Making a Living, Blog Style

This morning, after my hot cup of fully caffeinated tea was ingested, I started watching Good Morning America. They had a segment on mommy bloggers that they kept teasing so I stuck around to watch. When it came on they were discussing with a mom bloggess the fact that companies send her money and products to "review" their items. This isn't a new game, but maybe a new audience. So the thought is...if you are paying me to review your items.....uh...don'tcha think I'm going to rave about the said item? No brainer here... So then they had on a mommy blogger who has been blogging for about 8 years over at Dooce. She's been through post partum depression, lost her job and numerous other 'mom' issues. She's done all of this without selling out to review products or places. What she has done, and I think it is fantastic, is to sell ad space on her website. So much so that her husband was able to quit his job and Dooce, the website, became their family biz.

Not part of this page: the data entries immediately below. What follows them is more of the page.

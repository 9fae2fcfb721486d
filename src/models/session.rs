use chrono::{DateTime, Utc};
use serde::{Deserialize, Serialize};
use uuid::Uuid;

use super::{GeneratedItem, SlotKey};

/// Identity and timestamps of one user's browser session.
///
/// Sessions are **ephemeral**: they live in memory only and disappear when the
/// user ends them or when they sit idle past the configured timeout.
#[derive(Debug, Clone, Serialize, Deserialize)]
pub struct SessionInfo {
    pub id: Uuid,
    pub created_at: DateTime<Utc>,
    pub last_seen: DateTime<Utc>,
}

/// A written slot and its current item.
#[derive(Debug, Clone, Serialize, Deserialize)]
pub struct SlotEntry {
    #[serde(flatten)]
    pub key: SlotKey,
    pub item: GeneratedItem,
}

/// Everything a session currently holds, for redisplay after navigation.
#[derive(Debug, Clone, Serialize, Deserialize)]
pub struct SessionSnapshot {
    pub session: SessionInfo,
    pub slots: Vec<SlotEntry>,
}

/// Input for recording a user's reaction to generated content.
#[derive(Debug, Clone, Serialize, Deserialize)]
pub struct UserResponseInput {
    pub text: String,
}
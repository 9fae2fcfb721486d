//! Multiple-choice knowledge quiz.
//!
//! Questions are generated in a fixed block format and parsed locally;
//! grading needs no further call to the generation service.

use std::collections::BTreeMap;

use super::{InputError, ORGANISATION};
use crate::generation::GenerationRequest;
use crate::models::*;

pub const MIN_QUESTIONS: usize = 1;
pub const MAX_QUESTIONS: usize = 6;
pub const DEFAULT_QUESTIONS: usize = 3;

const BLOCK_END: &str = "---END_QUESTION---";
const LETTERS: [char; 4] = ['A', 'B', 'C', 'D'];

/// Reason recorded on the slot when generated text holds no usable question.
pub const UNPARSEABLE: &str =
    "No valid questions could be parsed from the generated quiz. Please try generating again.";

pub fn quiz_request(num_questions: Option<usize>) -> Result<GenerationRequest, InputError> {
    let n = num_questions.unwrap_or(DEFAULT_QUESTIONS);
    if !(MIN_QUESTIONS..=MAX_QUESTIONS).contains(&n) {
        return Err(InputError::OutOfRange {
            field: "number of questions",
            min: MIN_QUESTIONS,
            max: MAX_QUESTIONS,
        });
    }

    let system = format!(
        "You are a cybersecurity quiz master for {ORGANISATION}. Write {n} distinct multiple-choice \
         questions on cybersecurity compliance (NIS2, GDPR, the Irish Data Protection Act 2018), \
         operational technology security in rail, or everyday security practice for staff. Each \
         question has four plausible options A to D, exactly one correct answer and a short \
         explanation. Use exactly this format for every question, ending each block with the \
         separator line:\n\
         Question: <question text>\n\
         A: <option A>\n\
         B: <option B>\n\
         C: <option C>\n\
         D: <option D>\n\
         Correct Answer: <A, B, C or D>\n\
         Explanation: <why the answer is correct>\n\
         {BLOCK_END}\n\
         Output nothing but these blocks."
    );
    let user = format!(
        "Generate exactly {n} cybersecurity quiz questions now, following the format precisely."
    );

    let max_tokens = 300 * n as u32;
    Ok(GenerationRequest::new(Prompt::new(system, user), 0.75, max_tokens))
}

/// Text after the first `:` of `line` when it starts with `label`
/// (case-insensitive).
fn field<'a>(line: &'a str, label: &str) -> Option<&'a str> {
    let head = line.get(..label.len())?;
    if !head.eq_ignore_ascii_case(label) {
        return None;
    }
    let rest = &line[label.len()..];
    rest.strip_prefix(':').map(str::trim)
}

fn parse_block(block: &str) -> Option<QuizQuestion> {
    let mut text = None;
    let mut options = BTreeMap::new();
    let mut correct_answer = None;
    let mut explanation = None;

    for line in block.lines().map(str::trim).filter(|l| !l.is_empty()) {
        if let Some(value) = field(line, "question") {
            text = Some(value.to_string());
        } else if let Some(value) = field(line, "correct answer") {
            correct_answer = value
                .chars()
                .next()
                .map(|c| c.to_ascii_uppercase())
                .filter(|c| LETTERS.contains(c));
        } else if let Some(value) = field(line, "explanation") {
            explanation = Some(value.to_string());
        } else if let Some((letter, value)) = LETTERS
            .iter()
            .find_map(|l| field(line, &l.to_string()).map(|v| (*l, v)))
        {
            options.insert(letter, value.to_string());
        }
    }

    let complete = options.len() == LETTERS.len();
    match (text, correct_answer, explanation) {
        (Some(text), Some(correct_answer), Some(explanation))
            if complete && !text.is_empty() && !explanation.is_empty() =>
        {
            Some(QuizQuestion {
                text,
                options,
                correct_answer,
                explanation,
            })
        }
        _ => None,
    }
}

/// Parse generated quiz text, keeping only complete question blocks.
pub fn parse_quiz(raw: &str) -> Vec<QuizQuestion> {
    let questions: Vec<QuizQuestion> = raw.split(BLOCK_END).filter_map(parse_block).collect();
    let blocks = raw.split(BLOCK_END).filter(|b| !b.trim().is_empty()).count();
    if questions.len() < blocks {
        tracing::warn!(
            parsed = questions.len(),
            blocks,
            "skipped malformed quiz question blocks"
        );
    }
    questions
}

/// Check that generated text holds at least one question.
pub fn validate(raw: &str) -> Result<(), String> {
    if parse_quiz(raw).is_empty() {
        Err(UNPARSEABLE.to_string())
    } else {
        Ok(())
    }
}

/// Answers as stored in the slot's user response.
pub fn encode_answers(answers: &QuizAnswers) -> String {
    serde_json::to_string(answers).unwrap_or_default()
}

pub fn decode_answers(raw: &str) -> Option<QuizAnswers> {
    serde_json::from_str(raw).ok()
}

/// Keep only answers that name a real question and option.
pub fn sanitize_answers(questions: &[QuizQuestion], answers: &QuizAnswers) -> QuizAnswers {
    answers
        .iter()
        .filter(|(index, _)| **index < questions.len())
        .map(|(index, letter)| (*index, letter.to_ascii_uppercase()))
        .filter(|(_, letter)| LETTERS.contains(letter))
        .collect()
}

/// Grade `answers` against `questions`. Unanswered questions count as wrong.
pub fn grade(questions: &[QuizQuestion], answers: &QuizAnswers) -> QuizGrade {
    let graded: Vec<QuestionGrade> = questions
        .iter()
        .enumerate()
        .map(|(index, question)| {
            let selected = answers.get(&index).copied();
            QuestionGrade {
                index,
                question: question.text.clone(),
                selected,
                correct_answer: question.correct_answer,
                correct_text: question
                    .options
                    .get(&question.correct_answer)
                    .cloned()
                    .unwrap_or_default(),
                is_correct: selected == Some(question.correct_answer),
                explanation: question.explanation.clone(),
            }
        })
        .collect();

    let correct = graded.iter().filter(|q| q.is_correct).count();
    let total = graded.len();
    let percentage = if total == 0 {
        0
    } else {
        ((correct as f64 / total as f64) * 100.0).round() as u32
    };

    QuizGrade {
        correct,
        total,
        percentage,
        questions: graded,
    }
}

/// Everything the quiz page needs, derived from the slot without side effects.
pub fn view(item: GeneratedItem) -> QuizView {
    let questions = item.content().map(parse_quiz).unwrap_or_default();
    let answers = item.user_response.as_deref().and_then(decode_answers);
    let graded = answers.as_ref().map(|a| grade(&questions, a));
    QuizView {
        item,
        questions,
        answers,
        grade: graded,
    }
}
use railsecure::error::InvalidStateError;
use railsecure::models::*;
use railsecure::session::Session;
use speculate2::speculate;

fn key(module: &str, slot: &str) -> SlotKey {
    SlotKey::new(module, slot)
}

speculate! {
    before {
        let mut session = Session::new();
        let sample = key("phishing", "sample");
    }

    describe "get" {
        it "returns an unrequested item for a slot never written" {
            let item = session.get(&key("scenario", "current"));
            assert_eq!(item.status(), ItemStatus::Unrequested);
            assert!(item.content().is_none());
            assert!(item.user_response.is_none());
            assert!(item.evaluation.is_none());
        }

        it "does not create the slot" {
            session.get(&sample);
            assert!(session.slots().is_empty());
        }
    }

    describe "begin_request" {
        it "marks the slot pending with the prompt" {
            session.begin_request(sample.clone(), "Generate a phishing email");

            let item = session.get(&sample);
            assert_eq!(item.status(), ItemStatus::Pending);
            assert_eq!(item.prompt.map(|p| p.user), Some("Generate a phishing email".to_string()));
        }

        it "discards earlier content and response" {
            let first = session.begin_request(sample.clone(), "first");
            session.complete_request(&sample, first, "Subject: Urgent");
            session.record_user_response(&sample, "The link is fake").unwrap();

            session.begin_request(sample.clone(), "second");

            let item = session.get(&sample);
            assert_eq!(item.status(), ItemStatus::Pending);
            assert!(item.content().is_none());
            assert!(item.user_response.is_none());
        }
    }

    describe "complete_request" {
        it "stores content and marks the slot ready" {
            let ticket = session.begin_request(sample.clone(), "Generate a phishing email");
            assert!(session.complete_request(&sample, ticket, "Subject: Urgent"));

            let item = session.get(&sample);
            assert_eq!(item.status(), ItemStatus::Ready);
            assert_eq!(item.content(), Some("Subject: Urgent"));
        }

        it "ignores a completion for a superseded request" {
            let quiz = key("quiz", "questions");
            let stale = session.begin_request(quiz.clone(), "first quiz");
            let current = session.begin_request(quiz.clone(), "second quiz");

            assert!(!session.complete_request(&quiz, stale, "old questions"));

            let item = session.get(&quiz);
            assert_eq!(item.status(), ItemStatus::Pending);
            assert_eq!(item.pending_ticket(), Some(current));
        }

        it "ignores a completion after the slot was cleared" {
            let ticket = session.begin_request(sample.clone(), "prompt");
            session.clear(&sample);

            assert!(!session.complete_request(&sample, ticket, "late"));
            assert_eq!(session.get(&sample).status(), ItemStatus::Unrequested);
        }
    }

    describe "fail_request" {
        it "records the reason and allows a retry" {
            let quiz = key("quiz", "q1");
            let ticket = session.begin_request(quiz.clone(), "quiz prompt");
            assert!(session.fail_request(&quiz, ticket, "timeout"));

            let item = session.get(&quiz);
            assert_eq!(item.status(), ItemStatus::Failed);
            assert_eq!(item.failure_reason(), Some("timeout"));

            let retry = session.begin_request(quiz.clone(), "quiz prompt");
            assert_eq!(session.get(&quiz).status(), ItemStatus::Pending);
            assert!(session.complete_request(&quiz, retry, "Question: ..."));
            assert_eq!(session.get(&quiz).status(), ItemStatus::Ready);
        }

        it "ignores a failure for a superseded request" {
            let stale = session.begin_request(sample.clone(), "first");
            let current = session.begin_request(sample.clone(), "second");
            session.complete_request(&sample, current, "fresh email");

            assert!(!session.fail_request(&sample, stale, "timeout"));
            assert_eq!(session.get(&sample).content(), Some("fresh email"));
        }
    }

    describe "record_user_response" {
        it "attaches the response to ready content" {
            let ticket = session.begin_request(sample.clone(), "prompt");
            session.complete_request(&sample, ticket, "Subject: Urgent");

            session.record_user_response(&sample, "The sender domain is wrong").unwrap();

            let item = session.get(&sample);
            assert_eq!(item.user_response.as_deref(), Some("The sender domain is wrong"));
            assert_eq!(item.content(), Some("Subject: Urgent"));
        }

        it "rejects an unrequested slot and leaves it unchanged" {
            let scenario = key("scenario", "current");
            let err = session.record_user_response(&scenario, "Isolate the network").unwrap_err();

            assert_eq!(
                err,
                InvalidStateError::NotReady {
                    key: scenario.clone(),
                    status: ItemStatus::Unrequested,
                }
            );
            assert_eq!(session.get(&scenario).status(), ItemStatus::Unrequested);
            assert!(session.get(&scenario).user_response.is_none());
        }

        it "rejects a pending slot" {
            session.begin_request(sample.clone(), "prompt");
            let err = session.record_user_response(&sample, "too early").unwrap_err();
            assert!(matches!(err, InvalidStateError::NotReady { status: ItemStatus::Pending, .. }));
        }

        it "rejects a failed slot" {
            let ticket = session.begin_request(sample.clone(), "prompt");
            session.fail_request(&sample, ticket, "quota exceeded");
            assert!(session.record_user_response(&sample, "anything").is_err());
        }
    }

    describe "evaluation" {
        before {
            let ticket = session.begin_request(sample.clone(), "prompt");
            session.complete_request(&sample, ticket, "Subject: Urgent");
        }

        it "requires a recorded response" {
            let err = session.begin_evaluation(&sample, "evaluate").unwrap_err();
            assert_eq!(err, InvalidStateError::NoUserResponse { key: sample.clone() });
        }

        it "nests the evaluation under the item" {
            session.record_user_response(&sample, "Look-alike domain").unwrap();
            let ticket = session.begin_evaluation(&sample, "evaluate").unwrap();
            assert_eq!(
                session.get(&sample).evaluation.map(|e| e.status()),
                Some(ItemStatus::Pending)
            );

            assert!(session.complete_evaluation(&sample, ticket, "Well spotted"));

            let item = session.get(&sample);
            let evaluation = item.evaluation.as_ref().expect("evaluation present");
            assert_eq!(evaluation.content(), Some("Well spotted"));
            assert_eq!(item.status(), ItemStatus::Ready);
        }

        it "is dropped when a new response is recorded" {
            session.record_user_response(&sample, "first try").unwrap();
            let ticket = session.begin_evaluation(&sample, "evaluate").unwrap();
            session.complete_evaluation(&sample, ticket, "Missed the link");

            session.record_user_response(&sample, "second try").unwrap();
            assert!(session.get(&sample).evaluation.is_none());
        }

        it "ignores a stale evaluation result" {
            session.record_user_response(&sample, "answer").unwrap();
            let stale = session.begin_evaluation(&sample, "evaluate").unwrap();
            let _current = session.begin_evaluation(&sample, "evaluate again").unwrap();

            assert!(!session.fail_evaluation(&sample, stale, "timeout"));
            assert_eq!(
                session.get(&sample).evaluation.map(|e| e.status()),
                Some(ItemStatus::Pending)
            );
        }
    }

    describe "clear" {
        it "always returns the slot to unrequested" {
            let ticket = session.begin_request(sample.clone(), "prompt");
            session.complete_request(&sample, ticket, "content");
            session.record_user_response(&sample, "response").unwrap();

            session.clear(&sample);
            assert_eq!(session.get(&sample), GeneratedItem::default());

            session.clear(&key("never", "written"));
            assert_eq!(session.get(&key("never", "written")).status(), ItemStatus::Unrequested);
        }

        it "clears every slot of a module only" {
            let analysis = key("phishing", "analysis");
            let guide = key("incident_response", "custom_guide");
            session.begin_request(sample.clone(), "a");
            session.begin_request(analysis.clone(), "b");
            session.begin_request(guide.clone(), "c");

            session.clear_module("phishing");

            let remaining: Vec<SlotKey> = session.slots().into_iter().map(|e| e.key).collect();
            assert_eq!(remaining, vec![guide]);
        }
    }

    describe "slot independence" {
        it "keeps slots of different modules apart" {
            let compliance = key("compliance", "answer");
            let reference = key("reference", "answer");
            let t1 = session.begin_request(compliance.clone(), "GDPR?");
            let t2 = session.begin_request(reference.clone(), "NIS2?");

            session.complete_request(&compliance, t1, "GDPR answer");
            session.fail_request(&reference, t2, "rate limited");

            assert_eq!(session.get(&compliance).content(), Some("GDPR answer"));
            assert_eq!(session.get(&reference).status(), ItemStatus::Failed);
        }
    }
}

How do you do this? I really want to know? I daydream about my next blog post. Going through the details, almost proof reading in my head. I share feelings and thoughts and milestones. Why not make a living being Caleigh's mommy? I already feel like her doctor, nurse and therapist! Is this being a sell out or doing what I love? I would encourage the medical community to get involved. AMT Mini One Button, Benik, Elecare, Mepilex Foam Dressing, Special Tomato, Waterway Babies, Child Rite Chair......you name it we use it so why not advertise things like this to moms who really need it. Of course, I'm perfectly open to advertising anything as long as it's an income! I do have the BlogHer Network on the left hand side of the blog and so far it brings in about $25 bucks a month. Nothing to quit a day job over. I know I don't have near the readers that Dooce has, but we really could be making more. In one month, Caleigh's blog gets about 5000 views. So how do I cut out the middle man and take this thing big? I am now fully committed to the blogging world and honestly we ain't going anywhere. Do I have any takers? Any advertisers out there lurking around? Wanna pay for a spot? Any advice for someone trying to figure this out? Looks like I have a lot to think about....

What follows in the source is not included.